Last year, Congress recognized the need to invest in this type of research in the explanatory statement accompanying the FY2020 Further Consolidated Appropriation Act stating that, “The agreement recognizes that children’s and teens’ lives increasingly involve widespread technology use and consumption of digital media. The agreement encourages NIH to prioritize research into how these types of stimuli affect young people's cognitive, physical, and socio-emotional outcomes, including attention, sleeping routines, and anxiety.”

 

“In schools and in homes, young people are using technology to entertain themselves, educate themselves, and communicate with one another; however, while kids and teens are increasingly living their lives online and with devices in their hands, parents and policymakers alike lack important information about how increased technology use is impacting children in America,” write Senators Markey, Blunt, and Sasse in their letter to NIH Director Dr. Francis Collins. “As the largest funder of biomedical research in the world, the NIH has an important role to play in catalyzing and conducting critical research into how technology use and digital media consumption relate to and influence social awareness, problem solving skills, exercise, and other important outcomes.”

 

A copy of the letter can be found HERE.

 

The CAMRA Act focuses on the impact of social media, mobile devices, artificial intelligence, and much more.

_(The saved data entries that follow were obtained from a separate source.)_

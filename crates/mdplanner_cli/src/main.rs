//! Command-line front end for the mdplanner engine.
//!
//! # Responsibility
//! - Report the engine version and the sections it understands.
//! - List the projects found in the configured data directory.
//! - Write logs under `MDPLANNER_LOG_DIR` when it is set.

use log::error;
use mdplanner_core::{engine_version, init_logging, ProjectStore, SectionRegistry};
use std::process::ExitCode;

const LOG_DIR_VAR: &str = "MDPLANNER_LOG_DIR";

fn main() -> ExitCode {
    let registry = SectionRegistry::standard();
    println!(
        "mdplanner version={} sections={}",
        engine_version(),
        registry.len()
    );

    let store = match ProjectStore::from_env() {
        Ok(store) => store,
        Err(err) => {
            eprintln!("settings error: {err}");
            return ExitCode::FAILURE;
        }
    };

    if let Ok(dir) = std::env::var(LOG_DIR_VAR) {
        if let Err(err) = init_logging(store.settings().log_level, &dir) {
            eprintln!("logging disabled: {err}");
        }
    }

    match store.scan_projects() {
        Ok(projects) => {
            println!(
                "data_dir={} projects={}",
                store.settings().data_dir.display(),
                projects.len()
            );
            for project in projects {
                println!("{}\t{}\t{}", project.filename, project.name, project.last_updated);
            }
            ExitCode::SUCCESS
        }
        Err(err) => {
            error!("event=project_scan module=cli status=error error_code={}", err.code());
            eprintln!("scan failed: {err}");
            ExitCode::FAILURE
        }
    }
}
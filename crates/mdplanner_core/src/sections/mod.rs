//! Per-section codecs.
//!
//! Heading-record and ledger kinds implement [`crate::entity::SectionCodec`]
//! in their module. The board, time tracking, and project configuration have
//! bespoke grammars and expose free decode/encode functions instead.

pub mod analysis;
pub mod billing;
pub mod board;
pub mod canvas;
pub mod capacity;
pub mod notes;
pub mod planning;
pub mod project;
pub mod strategy;
pub mod time;
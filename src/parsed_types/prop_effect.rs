//! Contains definition for a single proposition effect.

use crate::parsed_types::{Atom, Term};

/// A propositional effect.
#[derive(Debug, Clone, PartialEq)]
pub enum PropEffect {
    Add(Atom<Term>),
    Delete(Atom<Term>),
}

impl PropEffect {
    pub const fn new_add(atom: Atom<Term>) -> Self {
        Self::Add(atom)
    }

    pub const fn new_delete(atom: Atom<Term>) -> Self {
        Self::Delete(atom)
    }
}
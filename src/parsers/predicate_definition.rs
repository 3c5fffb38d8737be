//! Provides parsers for atomic formula skeletons.

use crate::parsed_types::PredicateDefinition;
use crate::parsers::{leading_whitespace, parens, typed_list, ParseResult, Span};
use crate::parsers::{parse_predicate_name, parse_variable};
use nom::combinator::map;
use nom::sequence::tuple;

/// Parses an predicate definition, i.e. `(<predicate> <typed list (variable)>)`.
///
/// ## Example
/// ```
/// # use lazylifted::parsers::{parse_predicate_definition, Span, UnwrapValue};
/// # use lazylifted::*;
/// assert!(parse_predicate_definition(Span::new("(at ?x - physob ?y - location)")).is_value(
///     PredicateDefinition::new(
///         PredicateName::from("at"),
///         TypedList::from_iter([
///             Variable::from("x").to_typed("physob"),
///             Variable::from("y").to_typed("location")
///         ]))
/// ));
/// ```
pub fn parse_predicate_definition<'a, T: Into<Span<'a>>>(
    input: T,
) -> ParseResult<'a, PredicateDefinition> {
    map(
        parens(tuple((
            parse_predicate_name,
            leading_whitespace(typed_list(parse_variable)),
        ))),
        |tuple| PredicateDefinition::from(tuple),
    )(input.into())
}

impl crate::parsers::Parser for PredicateDefinition {
    type Item = PredicateDefinition;

    /// Parses a predicate definition.
    ///
    /// ## See also
    /// See [`parse_predicate_definition`].
    fn parse<'a, S: Into<Span<'a>>>(input: S) -> ParseResult<'a, Self::Item> {
        parse_predicate_definition(input)
    }
}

The bill commissions research that will investigate how these stimuli affect children in the following core areas of development:

  • Cognitive: attention, creative problem solving skills, executive functioning, visual and spatial skills, literacy, critical thinking, and other learning abilities; and the impact of early technology use on developmental trajectories.
  • Physical: physical development and health behaviors, including diet, exercise, sleeping and eating routines, and other areas of physical development.
  • Socio-Emotional: self-awareness, self-regulation, social awareness, relationship skills, empathy, distress tolerance, perception of social cues, awareness of one’s relationship with the media, and decision-making, as well as outcomes such as civic engagement, violence, bullying, depression, anxiety, addiction, obsessive behavior, and suicidal ideation.